Diseases conditions of dogs

Deafness a Problem in Dalmatians

Deafness a Problem in Dalmatians

Understanding Deafness in Dalmatians

With their black and white spotted markings and their familiar image atop fire trucks, Dalmatians are among the most well known of dogs. Less well known is the fact that they can suffer from a genetic defect that causes them to spend their lives in silence or with impaired hearing.

In fact, Dalmatians have the highest prevalence of deafness of any breed. About 30 percent lose their hearing because of a genetic defect.

Every animal has two genes for each of his traits, one inherited from the mother and one from the father. Deafness can be associated with a single gene or multiple genes. In this specific deafness, multiple genes are thought to be involved. This means that dogs can be completely deaf or only deaf in one ear. And, deaf parents can have offspring that are not deaf if all the associated genes are not inherited by the offspring. However, breeding deaf dogs, even those with deafness only in one ear, is not recommended.

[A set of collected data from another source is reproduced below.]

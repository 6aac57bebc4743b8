//! Tests for cache mirrors and lobby queries fed by the snapshot stream.

use gridmatch::{
    Collection, CollectionCache, DocumentStore, LobbyView, MemoryStore, Player, SessionEngine,
};
use std::sync::Arc;
use std::time::Duration;

/// Polls until `check` passes or a short deadline expires. The snapshot
/// stream is applied by a background task, so mirrors converge shortly
/// after a write rather than instantly.
async fn eventually(check: impl Fn() -> bool) {
    for _ in 0..100 {
        if check() {
            return;
        }
        tokio::time::sleep(Duration::from_millis(10)).await;
    }
    panic!("condition not reached within deadline");
}

#[tokio::test]
async fn cache_seeds_from_existing_documents() {
    let store: Arc<dyn DocumentStore> = Arc::new(MemoryStore::new());
    let engine = SessionEngine::new(Arc::clone(&store));

    let alice = engine.create_player("Alice").await.unwrap();
    let cache: CollectionCache<Player> = CollectionCache::new(&store, Collection::Players)
        .await
        .unwrap();

    assert_eq!(cache.len(), 1);
    assert_eq!(cache.get(&alice).unwrap().name(), "Alice");
}

#[tokio::test]
async fn cache_follows_later_changes() {
    let store: Arc<dyn DocumentStore> = Arc::new(MemoryStore::new());
    let engine = SessionEngine::new(Arc::clone(&store));

    let cache: CollectionCache<Player> = CollectionCache::new(&store, Collection::Players)
        .await
        .unwrap();
    assert!(cache.is_empty());

    engine.create_player("Alice").await.unwrap();
    engine.create_player("Bob").await.unwrap();

    let mirror = cache.clone();
    eventually(move || mirror.len() == 2).await;
}

#[tokio::test]
async fn lobby_tracks_invites_from_both_sides() {
    let store: Arc<dyn DocumentStore> = Arc::new(MemoryStore::new());
    let engine = SessionEngine::new(Arc::clone(&store));

    let alice = engine.create_player("Alice").await.unwrap();
    let bob = engine.create_player("Bob").await.unwrap();
    let game = engine.create_invite(&alice, &bob).await.unwrap();

    let bobs_lobby = LobbyView::new(&store, bob.clone()).await.unwrap();
    let incoming = bobs_lobby.incoming_invites();
    assert_eq!(incoming.len(), 1);
    assert_eq!(incoming[0].0, game);
    assert_eq!(incoming[0].1.player_x(), &alice);
    assert!(bobs_lobby.outgoing_invites().is_empty());

    let alices_lobby = LobbyView::new(&store, alice.clone()).await.unwrap();
    assert_eq!(alices_lobby.outgoing_invites().len(), 1);
    assert!(alices_lobby.incoming_invites().is_empty());
}

#[tokio::test]
async fn accepting_an_invite_makes_the_session_active() {
    let store: Arc<dyn DocumentStore> = Arc::new(MemoryStore::new());
    let engine = SessionEngine::new(Arc::clone(&store));

    let alice = engine.create_player("Alice").await.unwrap();
    let bob = engine.create_player("Bob").await.unwrap();
    let game = engine.create_invite(&alice, &bob).await.unwrap();

    let lobby = LobbyView::new(&store, alice.clone()).await.unwrap();
    assert_eq!(lobby.active_session(), None);

    engine.accept_invite(&game).await.unwrap();

    let mirror = lobby.clone();
    eventually(move || mirror.active_session() == Some(game.clone())).await;
    assert!(lobby.incoming_invites().is_empty());
}

#[tokio::test]
async fn declined_invite_disappears_from_the_lobby() {
    let store: Arc<dyn DocumentStore> = Arc::new(MemoryStore::new());
    let engine = SessionEngine::new(Arc::clone(&store));

    let alice = engine.create_player("Alice").await.unwrap();
    let bob = engine.create_player("Bob").await.unwrap();
    let game = engine.create_invite(&alice, &bob).await.unwrap();

    let lobby = LobbyView::new(&store, bob.clone()).await.unwrap();
    assert_eq!(lobby.incoming_invites().len(), 1);

    engine.decline_invite(&game).await.unwrap();

    let mirror = lobby.clone();
    eventually(move || mirror.incoming_invites().is_empty()).await;
}

#[tokio::test]
async fn roster_lists_challengers_first() {
    let store: Arc<dyn DocumentStore> = Arc::new(MemoryStore::new());
    let engine = SessionEngine::new(Arc::clone(&store));

    let alice = engine.create_player("Alice").await.unwrap();
    let bob = engine.create_player("Bob").await.unwrap();
    let carol = engine.create_player("Carol").await.unwrap();

    // Carol challenges Bob; Alice registered first but did not.
    engine.create_invite(&carol, &bob).await.unwrap();

    let lobby = LobbyView::new(&store, bob.clone()).await.unwrap();
    let roster = lobby.roster();
    assert_eq!(roster.len(), 2);
    assert_eq!(roster[0].0, carol);
    assert_eq!(roster[1].0, alice);
    assert_eq!(lobby.player_name(&alice).as_deref(), Some("Alice"));
}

Inside a dog's ear, there is an organ that converts sound waves into electrical impulses that travel to the brain and are processed as sound. In this type of genetic defect, the organ responsible for the conversion starts to degenerate in the first few weeks of life.

Some puppies are affected in only one ear and some are affected in both. Since normal puppy ear canals do not open until they are 6 to 14 days of age, a puppy with this genetic defect never hears out of one or both ears.

Testing for deafness can be difficult. If you try to use a loud sound, such as clapping, a puppy that is deaf in only one ear will still respond to the noise. And some puppies may seem to hear because they adapt or respond to other cues that they may see. The most accurate way to measure hearing ability is an electrical test called “BAER” test, which gauges the brain's ability to detect sound. BAER stands for Brainstem Auditory Evoked Response.

Deaf animals may be difficult to arouse from sleep, may be more aggressive than normal littermates and may be very vocal. They are difficult to train, but with patience and proper effort, deaf dogs can make good pets.